Directions
Return only the lines running from the top of the entries to the line with "over them. All", inclusive, exactly as written.

Source material
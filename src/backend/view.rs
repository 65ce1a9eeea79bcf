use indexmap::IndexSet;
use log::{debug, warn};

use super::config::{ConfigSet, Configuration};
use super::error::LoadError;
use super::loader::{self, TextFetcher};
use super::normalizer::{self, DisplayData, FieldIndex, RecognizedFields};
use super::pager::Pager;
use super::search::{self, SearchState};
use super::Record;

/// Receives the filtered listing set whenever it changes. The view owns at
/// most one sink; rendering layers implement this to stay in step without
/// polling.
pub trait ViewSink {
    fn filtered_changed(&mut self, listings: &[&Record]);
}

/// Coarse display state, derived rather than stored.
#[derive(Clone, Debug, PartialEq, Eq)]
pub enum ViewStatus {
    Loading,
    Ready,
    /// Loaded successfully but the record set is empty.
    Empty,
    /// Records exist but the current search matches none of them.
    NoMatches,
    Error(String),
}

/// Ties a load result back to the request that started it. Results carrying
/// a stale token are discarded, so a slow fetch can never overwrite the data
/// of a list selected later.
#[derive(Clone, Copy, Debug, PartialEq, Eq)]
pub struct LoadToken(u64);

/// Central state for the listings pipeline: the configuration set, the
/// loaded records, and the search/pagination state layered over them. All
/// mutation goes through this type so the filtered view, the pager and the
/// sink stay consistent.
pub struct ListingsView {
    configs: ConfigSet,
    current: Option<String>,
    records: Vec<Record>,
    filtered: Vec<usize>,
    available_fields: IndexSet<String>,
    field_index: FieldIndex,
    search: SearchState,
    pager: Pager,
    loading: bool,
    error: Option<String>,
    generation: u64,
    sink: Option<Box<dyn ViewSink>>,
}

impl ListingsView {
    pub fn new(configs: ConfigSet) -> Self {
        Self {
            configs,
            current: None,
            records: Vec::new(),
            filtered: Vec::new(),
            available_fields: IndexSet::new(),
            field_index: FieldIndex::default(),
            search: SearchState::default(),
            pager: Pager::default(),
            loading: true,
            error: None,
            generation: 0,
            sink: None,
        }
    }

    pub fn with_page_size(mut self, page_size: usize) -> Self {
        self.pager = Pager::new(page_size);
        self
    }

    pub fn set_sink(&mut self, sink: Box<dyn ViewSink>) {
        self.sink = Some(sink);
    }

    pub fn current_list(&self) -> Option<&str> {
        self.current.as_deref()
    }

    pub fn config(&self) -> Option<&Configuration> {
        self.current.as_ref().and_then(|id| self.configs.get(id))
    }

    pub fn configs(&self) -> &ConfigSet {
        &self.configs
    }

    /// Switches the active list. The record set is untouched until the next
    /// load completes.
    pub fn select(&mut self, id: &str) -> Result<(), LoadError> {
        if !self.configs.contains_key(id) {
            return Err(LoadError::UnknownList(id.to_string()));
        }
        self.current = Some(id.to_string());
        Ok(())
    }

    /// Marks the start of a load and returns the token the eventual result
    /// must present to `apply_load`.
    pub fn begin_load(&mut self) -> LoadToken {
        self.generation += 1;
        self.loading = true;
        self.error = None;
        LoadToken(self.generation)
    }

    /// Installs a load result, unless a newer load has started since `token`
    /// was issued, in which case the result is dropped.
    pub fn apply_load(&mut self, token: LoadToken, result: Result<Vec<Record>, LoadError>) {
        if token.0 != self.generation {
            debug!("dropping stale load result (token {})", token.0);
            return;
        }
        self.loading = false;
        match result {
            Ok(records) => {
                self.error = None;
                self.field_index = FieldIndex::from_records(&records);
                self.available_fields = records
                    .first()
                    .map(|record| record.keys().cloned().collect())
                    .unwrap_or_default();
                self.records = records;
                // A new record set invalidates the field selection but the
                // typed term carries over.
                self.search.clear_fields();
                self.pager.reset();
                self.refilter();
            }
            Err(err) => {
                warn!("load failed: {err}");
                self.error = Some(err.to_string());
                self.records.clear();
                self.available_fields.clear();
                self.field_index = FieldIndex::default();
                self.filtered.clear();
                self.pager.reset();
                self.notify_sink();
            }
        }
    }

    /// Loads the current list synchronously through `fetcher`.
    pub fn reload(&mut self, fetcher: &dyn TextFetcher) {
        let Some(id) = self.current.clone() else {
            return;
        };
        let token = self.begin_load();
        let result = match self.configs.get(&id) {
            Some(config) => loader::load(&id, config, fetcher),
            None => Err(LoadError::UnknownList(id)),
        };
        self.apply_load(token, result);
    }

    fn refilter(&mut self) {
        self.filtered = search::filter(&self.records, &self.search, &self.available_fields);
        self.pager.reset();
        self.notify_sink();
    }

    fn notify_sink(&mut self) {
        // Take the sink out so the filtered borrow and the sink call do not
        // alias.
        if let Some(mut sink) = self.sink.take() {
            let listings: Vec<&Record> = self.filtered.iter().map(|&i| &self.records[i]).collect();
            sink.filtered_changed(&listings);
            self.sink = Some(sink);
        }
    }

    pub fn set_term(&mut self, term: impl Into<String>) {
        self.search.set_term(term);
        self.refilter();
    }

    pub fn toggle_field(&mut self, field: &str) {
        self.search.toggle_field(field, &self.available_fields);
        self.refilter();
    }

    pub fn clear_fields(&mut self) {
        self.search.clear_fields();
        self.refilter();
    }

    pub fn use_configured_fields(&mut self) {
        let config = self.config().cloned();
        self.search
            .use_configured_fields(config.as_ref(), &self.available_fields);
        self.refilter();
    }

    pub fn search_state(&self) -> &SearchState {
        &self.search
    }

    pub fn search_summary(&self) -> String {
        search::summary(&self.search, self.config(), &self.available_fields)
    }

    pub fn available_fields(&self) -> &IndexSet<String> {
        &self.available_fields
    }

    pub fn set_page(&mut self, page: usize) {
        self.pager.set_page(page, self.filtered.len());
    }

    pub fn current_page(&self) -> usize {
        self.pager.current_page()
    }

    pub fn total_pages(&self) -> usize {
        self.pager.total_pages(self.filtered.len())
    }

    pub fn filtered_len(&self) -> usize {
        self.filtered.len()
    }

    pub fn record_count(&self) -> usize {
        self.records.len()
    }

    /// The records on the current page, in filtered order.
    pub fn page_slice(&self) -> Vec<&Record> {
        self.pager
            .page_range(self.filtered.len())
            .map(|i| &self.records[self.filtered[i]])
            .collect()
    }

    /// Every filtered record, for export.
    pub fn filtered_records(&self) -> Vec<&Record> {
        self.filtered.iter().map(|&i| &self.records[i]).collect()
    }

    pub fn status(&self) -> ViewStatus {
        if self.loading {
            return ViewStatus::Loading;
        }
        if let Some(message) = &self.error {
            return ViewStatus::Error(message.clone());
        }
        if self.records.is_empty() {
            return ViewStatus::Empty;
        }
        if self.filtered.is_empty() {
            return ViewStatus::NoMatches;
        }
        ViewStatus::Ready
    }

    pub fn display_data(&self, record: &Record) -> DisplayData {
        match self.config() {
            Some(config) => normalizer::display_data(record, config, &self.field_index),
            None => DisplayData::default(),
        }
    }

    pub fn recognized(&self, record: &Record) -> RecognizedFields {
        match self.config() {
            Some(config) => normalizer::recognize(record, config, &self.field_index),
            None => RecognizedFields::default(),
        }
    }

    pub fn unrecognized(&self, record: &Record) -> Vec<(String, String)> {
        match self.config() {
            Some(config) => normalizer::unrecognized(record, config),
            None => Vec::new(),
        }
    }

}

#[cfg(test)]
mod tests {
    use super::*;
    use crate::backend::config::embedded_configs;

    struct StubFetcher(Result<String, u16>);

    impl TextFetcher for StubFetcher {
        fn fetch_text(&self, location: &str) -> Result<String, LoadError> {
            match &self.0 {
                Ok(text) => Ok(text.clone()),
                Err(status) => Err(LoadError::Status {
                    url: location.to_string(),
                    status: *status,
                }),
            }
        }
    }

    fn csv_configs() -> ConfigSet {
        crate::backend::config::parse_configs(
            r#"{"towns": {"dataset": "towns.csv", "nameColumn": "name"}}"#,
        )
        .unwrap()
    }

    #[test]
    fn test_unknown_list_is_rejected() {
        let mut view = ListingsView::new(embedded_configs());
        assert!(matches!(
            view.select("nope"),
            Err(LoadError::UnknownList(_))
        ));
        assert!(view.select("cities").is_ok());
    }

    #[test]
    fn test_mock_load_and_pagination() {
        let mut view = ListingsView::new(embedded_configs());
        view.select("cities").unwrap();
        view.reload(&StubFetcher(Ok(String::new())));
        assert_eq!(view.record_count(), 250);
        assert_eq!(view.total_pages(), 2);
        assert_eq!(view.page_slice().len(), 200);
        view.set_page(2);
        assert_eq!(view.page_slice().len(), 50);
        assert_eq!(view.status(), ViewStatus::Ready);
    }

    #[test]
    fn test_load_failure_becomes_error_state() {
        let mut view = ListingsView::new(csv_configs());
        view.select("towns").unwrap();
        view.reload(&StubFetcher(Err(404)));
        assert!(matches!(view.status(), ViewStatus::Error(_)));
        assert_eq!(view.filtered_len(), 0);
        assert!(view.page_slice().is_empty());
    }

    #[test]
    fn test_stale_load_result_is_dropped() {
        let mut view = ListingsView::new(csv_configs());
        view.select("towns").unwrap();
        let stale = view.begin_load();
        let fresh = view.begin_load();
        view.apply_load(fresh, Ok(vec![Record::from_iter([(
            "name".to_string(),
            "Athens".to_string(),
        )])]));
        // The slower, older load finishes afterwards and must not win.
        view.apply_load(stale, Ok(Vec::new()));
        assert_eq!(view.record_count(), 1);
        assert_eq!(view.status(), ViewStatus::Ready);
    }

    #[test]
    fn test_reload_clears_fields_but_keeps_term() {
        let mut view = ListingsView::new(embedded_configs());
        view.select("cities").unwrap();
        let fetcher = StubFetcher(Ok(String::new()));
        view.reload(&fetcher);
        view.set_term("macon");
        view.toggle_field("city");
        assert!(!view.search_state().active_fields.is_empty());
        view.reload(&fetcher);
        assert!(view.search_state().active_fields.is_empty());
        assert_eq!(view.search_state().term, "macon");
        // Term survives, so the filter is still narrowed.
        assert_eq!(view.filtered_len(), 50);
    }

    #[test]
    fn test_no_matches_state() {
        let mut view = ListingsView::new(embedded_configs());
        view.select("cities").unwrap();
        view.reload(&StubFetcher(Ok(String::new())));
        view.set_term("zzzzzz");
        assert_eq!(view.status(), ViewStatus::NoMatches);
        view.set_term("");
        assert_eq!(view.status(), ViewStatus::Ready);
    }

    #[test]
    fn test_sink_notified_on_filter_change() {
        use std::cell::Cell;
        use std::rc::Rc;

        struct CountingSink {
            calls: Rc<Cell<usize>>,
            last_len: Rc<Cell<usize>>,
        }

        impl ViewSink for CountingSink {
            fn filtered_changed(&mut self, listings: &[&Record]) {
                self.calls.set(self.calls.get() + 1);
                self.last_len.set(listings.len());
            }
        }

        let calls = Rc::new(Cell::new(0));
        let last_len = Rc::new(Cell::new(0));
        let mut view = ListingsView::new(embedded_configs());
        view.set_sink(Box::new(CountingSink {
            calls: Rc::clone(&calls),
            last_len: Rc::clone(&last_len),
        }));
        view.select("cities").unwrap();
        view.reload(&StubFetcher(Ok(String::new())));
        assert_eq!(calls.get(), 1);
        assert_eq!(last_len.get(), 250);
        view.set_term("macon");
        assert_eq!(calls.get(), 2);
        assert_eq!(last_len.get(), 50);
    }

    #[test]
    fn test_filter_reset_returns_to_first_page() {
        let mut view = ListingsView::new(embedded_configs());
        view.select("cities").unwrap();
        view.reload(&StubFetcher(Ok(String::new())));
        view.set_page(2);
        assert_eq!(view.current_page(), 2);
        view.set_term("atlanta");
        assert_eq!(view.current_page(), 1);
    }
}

Reply
filename src/backend/view.rs
repository 65ce1a9eeea79bcf
use indexmap::IndexSet;
use log::{debug, warn};

use super::config::{ConfigSet, Configuration};
use super::error::LoadError;
use super::loader::{self, TextFetcher};
use super::normalizer::{self, DisplayData, FieldIndex, RecognizedFields};
use super::pager::Pager;
use super::search::{self, SearchState};
use super::Record;

/// Receives the filtered listing set whenever it changes. The view owns at
/// most one sink; rendering layers implement this to stay in step without
/// polling.
pub trait ViewSink {
    fn filtered_changed(&mut self, listings: &[&Record]);
}

/// Coarse display state, derived rather than stored.
#[derive(Clone, Debug, PartialEq, Eq)]
pub enum ViewStatus {
    Loading,
    Ready,
    /// Loaded successfully but the record set is empty.
    Empty,
    /// Records exist but the current search matches none of them.
    NoMatches,
    Error(String),
}

/// Ties a load result back to the request that started it. Results carrying
/// a stale token are discarded, so a slow fetch can never overwrite the data
/// of a list selected later.
#[derive(Clone, Copy, Debug, PartialEq, Eq)]
pub struct LoadToken(u64);

/// Central state for the listings pipeline: the configuration set, the
/// loaded records, and the search/pagination state layered over them. All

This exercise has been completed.